> [DATA TO USE]

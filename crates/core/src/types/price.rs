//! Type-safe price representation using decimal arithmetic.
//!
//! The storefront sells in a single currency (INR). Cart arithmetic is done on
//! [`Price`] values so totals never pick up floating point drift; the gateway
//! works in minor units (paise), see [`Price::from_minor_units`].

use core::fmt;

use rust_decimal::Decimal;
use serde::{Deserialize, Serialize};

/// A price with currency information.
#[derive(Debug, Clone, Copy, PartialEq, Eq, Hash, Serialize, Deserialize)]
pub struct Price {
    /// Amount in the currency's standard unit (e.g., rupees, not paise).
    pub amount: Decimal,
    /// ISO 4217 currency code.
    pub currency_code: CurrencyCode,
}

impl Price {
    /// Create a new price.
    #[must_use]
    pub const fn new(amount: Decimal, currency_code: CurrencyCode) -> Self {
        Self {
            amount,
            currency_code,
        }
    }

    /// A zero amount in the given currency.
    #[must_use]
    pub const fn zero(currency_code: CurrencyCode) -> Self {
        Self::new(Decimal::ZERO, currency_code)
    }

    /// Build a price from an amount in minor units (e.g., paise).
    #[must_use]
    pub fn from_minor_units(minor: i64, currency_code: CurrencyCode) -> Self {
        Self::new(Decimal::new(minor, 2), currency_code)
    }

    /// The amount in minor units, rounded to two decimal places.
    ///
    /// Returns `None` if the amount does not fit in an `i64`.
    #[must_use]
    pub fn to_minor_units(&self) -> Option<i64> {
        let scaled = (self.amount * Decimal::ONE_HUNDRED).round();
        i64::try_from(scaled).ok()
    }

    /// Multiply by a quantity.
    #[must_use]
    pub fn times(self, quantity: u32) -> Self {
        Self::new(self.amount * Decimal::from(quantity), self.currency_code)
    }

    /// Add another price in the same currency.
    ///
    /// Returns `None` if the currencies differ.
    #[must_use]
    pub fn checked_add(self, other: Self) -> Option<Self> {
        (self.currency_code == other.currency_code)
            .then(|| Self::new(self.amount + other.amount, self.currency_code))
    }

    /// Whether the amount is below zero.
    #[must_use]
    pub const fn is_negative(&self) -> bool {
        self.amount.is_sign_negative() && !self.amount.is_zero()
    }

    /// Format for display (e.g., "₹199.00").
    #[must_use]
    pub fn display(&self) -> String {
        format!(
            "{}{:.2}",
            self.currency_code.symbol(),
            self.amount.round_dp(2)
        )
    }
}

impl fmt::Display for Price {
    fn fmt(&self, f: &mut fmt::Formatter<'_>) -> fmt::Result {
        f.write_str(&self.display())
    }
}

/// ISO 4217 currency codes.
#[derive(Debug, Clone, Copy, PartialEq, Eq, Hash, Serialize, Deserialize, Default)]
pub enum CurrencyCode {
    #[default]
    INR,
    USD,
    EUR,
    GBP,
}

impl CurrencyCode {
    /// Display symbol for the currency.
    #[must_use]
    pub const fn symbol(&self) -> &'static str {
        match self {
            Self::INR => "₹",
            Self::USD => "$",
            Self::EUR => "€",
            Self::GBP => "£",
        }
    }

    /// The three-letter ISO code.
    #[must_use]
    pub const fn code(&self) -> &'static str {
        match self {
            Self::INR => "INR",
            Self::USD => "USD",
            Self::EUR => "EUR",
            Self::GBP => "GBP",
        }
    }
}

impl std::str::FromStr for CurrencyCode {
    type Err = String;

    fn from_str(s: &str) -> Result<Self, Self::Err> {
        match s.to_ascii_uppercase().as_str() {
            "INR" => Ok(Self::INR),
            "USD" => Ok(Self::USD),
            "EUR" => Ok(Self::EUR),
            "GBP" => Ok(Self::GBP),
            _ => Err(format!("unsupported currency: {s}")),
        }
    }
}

> [EXERCISE DETAILS] For the string "CurrencyCode", show each line of the listing where it appears.

> [RESPONSE TO THIS EXERCISE]
    pub currency_code: CurrencyCode,
    pub const fn new(amount: Decimal, currency_code: CurrencyCode) -> Self {
    pub const fn zero(currency_code: CurrencyCode) -> Self {
    pub fn from_minor_units(minor: i64, currency_code: CurrencyCode) -> Self {
pub enum CurrencyCode {
impl CurrencyCode {
impl std::str::FromStr for CurrencyCode {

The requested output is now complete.